Herbert: Yes. When all of the state exchanges come online [by 2013], what may ultimately evolve is less reliance on brokers and more on online portals or kiosks in shopping malls. It’s a little hard to ‘crystal ball’ that. Brokers have been integral throughout our history. But it may well be that insurance brokers working on commission end up going the way of the travel agent. The need for a broker may diminish significantly. We pay a lot of money to brokers to market our products. If all the products are going to be pretty highly regulated, I’m not sure what the ongoing need for the broker is. Twenty years ago, we couldn’t imagine how we could do without a travel agent. Now that’s a dead industry.
FIM: Should meeting planners get ready for a period of mergers as a result of the law’s implementation?
Herbert: We will see more merger and acquisition activity in the health plan marketplace. One reason is that this bill is so big with so much in the way of regulation and compliance requirements that smaller, regional health plans in America won’t be able to comply. But health plans don’t go out of business. What happens is that the state oversees a very careful process of the health plan being taken over by another plan. Or outright acquired. I think that’s unfortunate for two reasons. I’ve run two smaller health plans. You can provide better value-added services to customers when you are smaller. That will be lost. And ultimately you will reduce competition. And I think that goes against the intent of Healthcare Reform. It was never meant to reduce competition.
FIM: One criticism of the bill is that it doesn’t address rising healthcare costs. What is your view?
Herbert: Whatever benefits come from the healthcare reform bill, it’s too expensive. There are a lot of pilot programs in the bill [designed to address the cost of care]. For example, the bill includes a new way of paying doctors and hospitals called bundling rather than fee-for-service. Fee-for-service is one reason for spiraling healthcare costs. Say you have diabetes and the health insurer gives your doctor a flat fee monthly to treat you. His incentive now is to help you get better. But the inclusions like this are so small, I don’t believe they represent a real effort to manage costs.
FIM: What is the focus of your trade association, America’s Health Insurance Plans, in the aftermath of the bill’s passage?
Herbert: One of the big concerns is that since last summer the Administration has chosen to vilify the insurance industry. It’s been damaging and, in my view, unfair. Even in the best of times our profit levels are 5 to 6 percent. In a recession, they are much less.
The insurance industry also has been put in a position where we look as if we are resisting change. But we said in 2006 that we wanted to see all Americans covered. We said we would give up pre-existing conditions. But we want to do it in the right way.
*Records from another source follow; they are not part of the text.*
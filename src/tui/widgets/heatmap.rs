//! 52-week heatmap widget
//!
//! Terminal adapter for the render engine: one terminal column is one
//! device pixel horizontally, the month labels take the first row and each
//! weekday gets its own row below.

use std::ops::Range;

use activity_heatmap::render::{replay, Canvas, CellGeometry, SurfaceMetrics};
use activity_heatmap::{ActivityHeatmap, Primitive, Rgb, TextBounds};
use ratatui::{
    buffer::Buffer,
    layout::Rect,
    style::{Modifier, Style},
    widgets::Widget,
};

use crate::tui::theme::{to_color, Theme};

/// Symbol painted into every terminal cell covered by a day
const CELL_SYMBOL: &str = "█";
/// Symbol for the selected day
const SELECTED_SYMBOL: &str = "▓";
const LABEL_WIDTH: u16 = 4; // "Mon " prefix

/// Weekday labels, one per grid row (Monday first)
const WEEKDAY_LABELS: [&str; 7] = ["Mon", "Tue", "Wed", "Thu", "Fri", "Sat", "Sun"];

/// Character-grid metrics: every glyph is one cell, padding collapses to nothing
#[derive(Debug, Clone, Copy, Default)]
pub struct TerminalMetrics;

impl SurfaceMetrics for TerminalMetrics {
    fn text_bounds(&self, text: &str, _size: f64) -> TextBounds {
        TextBounds {
            left: 0,
            top: -1,
            right: text.chars().count() as i32,
            bottom: 0,
        }
    }

    fn dp(&self, _value: f64) -> f64 {
        0.0
    }

    fn sp(&self, _value: f64) -> f64 {
        1.0
    }
}

/// Paints pixel primitives into a ratatui buffer
pub struct TerminalCanvas<'a> {
    buf: &'a mut Buffer,
    area: Rect,
    geometry: CellGeometry,
}

impl<'a> TerminalCanvas<'a> {
    pub fn new(buf: &'a mut Buffer, area: Rect, geometry: CellGeometry) -> Self {
        Self {
            buf,
            area,
            geometry,
        }
    }

    /// Terminal row (relative to the area) of a cell starting at `y0`
    fn row_of(&self, y0: f64) -> u16 {
        let rows = (y0 - self.geometry.header_height) / self.geometry.pitch();
        1 + rows.round().max(0.0) as u16
    }

    /// Columns whose centers fall inside `[x0, x1)`; at least the column holding `x0`
    fn columns(&self, x0: f64, x1: f64) -> Range<u16> {
        let first = (x0 - 0.5).ceil().max(0.0) as u16;
        let end = (x1 - 0.5).ceil().max(0.0) as u16;
        let range = if first < end {
            first..end
        } else {
            let col = x0.floor().max(0.0) as u16;
            col..col + 1
        };
        range.start.min(self.area.width)..range.end.min(self.area.width)
    }

    fn paint(&mut self, x0: f64, y0: f64, x1: f64, symbol: &str, style: Style) {
        let row = self.row_of(y0);
        if row >= self.area.height {
            return;
        }
        for col in self.columns(x0, x1) {
            if let Some(cell) = self.buf.cell_mut((self.area.x + col, self.area.y + row)) {
                cell.set_symbol(symbol).set_style(style);
            }
        }
    }

    /// Repaint a day rectangle with the selection marker
    pub fn highlight(&mut self, primitive: &Primitive, style: Style) {
        if let Primitive::Rect { x0, y0, x1, .. } = primitive {
            self.paint(*x0, *y0, *x1, SELECTED_SYMBOL, style);
        }
    }
}

impl Canvas for TerminalCanvas<'_> {
    fn fill_rect(&mut self, x0: f64, y0: f64, x1: f64, _y1: f64, color: Rgb) {
        self.paint(x0, y0, x1, CELL_SYMBOL, Style::default().fg(to_color(color)));
    }

    fn draw_text(&mut self, text: &str, x: f64, _y: f64, color: Rgb, _size: f64) {
        let col = x.floor().max(0.0) as u16;
        if col >= self.area.width || self.area.height == 0 {
            return;
        }
        self.buf.set_stringn(
            self.area.x + col,
            self.area.y,
            text,
            (self.area.width - col) as usize,
            Style::default().fg(to_color(color)),
        );
    }
}

/// Heatmap widget for ratatui
pub struct HeatmapView<'a> {
    heatmap: &'a ActivityHeatmap,
    selected: Option<usize>,
    theme: Theme,
}

impl<'a> HeatmapView<'a> {
    /// Header row plus seven weekday rows
    pub const HEIGHT: u16 = 8;

    pub fn new(heatmap: &'a ActivityHeatmap, theme: Theme) -> Self {
        Self {
            heatmap,
            selected: None,
            theme,
        }
    }

    /// Mark day index `index` as selected
    pub fn selected(mut self, index: Option<usize>) -> Self {
        self.selected = index;
        self
    }

    /// Narrowest width that keeps every week-column at least two cells apart
    pub fn min_width() -> u16 {
        LABEL_WIDTH + 104
    }

    /// Area left for the grid once the weekday labels are placed
    pub fn grid_area(area: Rect) -> Rect {
        let offset = LABEL_WIDTH.min(area.width);
        Rect {
            x: area.x + offset,
            y: area.y,
            width: area.width - offset,
            height: area.height.min(Self::HEIGHT),
        }
    }
}

impl Widget for HeatmapView<'_> {
    fn render(self, area: Rect, buf: &mut Buffer) {
        let grid = Self::grid_area(area);
        let label_style = Style::default().fg(self.theme.muted());
        for (row, label) in WEEKDAY_LABELS.iter().enumerate() {
            let y = area.y + 1 + row as u16;
            if y >= area.y + grid.height || area.width < LABEL_WIDTH {
                break;
            }
            buf.set_string(area.x, y, label, label_style);
        }

        let width = u32::from(grid.width);
        let metrics = TerminalMetrics;
        let primitives = self.heatmap.render(width, &metrics);
        let geometry = self.heatmap.geometry(width, &metrics);

        let mut canvas = TerminalCanvas::new(buf, grid, geometry);
        replay(&primitives, &mut canvas);

        if let Some(index) = self.selected {
            if let Some(day) = primitives.iter().filter(|p| p.is_rect()).nth(index) {
                let style = Style::default()
                    .fg(self.theme.accent())
                    .add_modifier(Modifier::BOLD);
                canvas.highlight(day, style);
            }
        }
    }
}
So the association has been working on how to deal with that. The way is not to go negative, but to push out our value story. I’ve been blessed to work with highly rated health plans providing good, value-added services. We expect the industry to put a better foot forward in explaining what we do. And we will need a huge increase in transparency when premiums go up in order to explain precisely why they need to go up. For example, many newly insured individuals will enroll in an expanded Medicaid program, which in Connecticut underpays doctors and hospitals. When that happens, the doctors and hospitals end up charging private health plans more to offset the underpayments they receive from the government. A lot of people think we raise premiums so that we can direct that increased revenue to executive compensation or to our stockholders.
Insurers have to tell their story better. It’s basic to their survival. We’re a resilient industry, but the healthcare reform law will be our biggest challenge ever.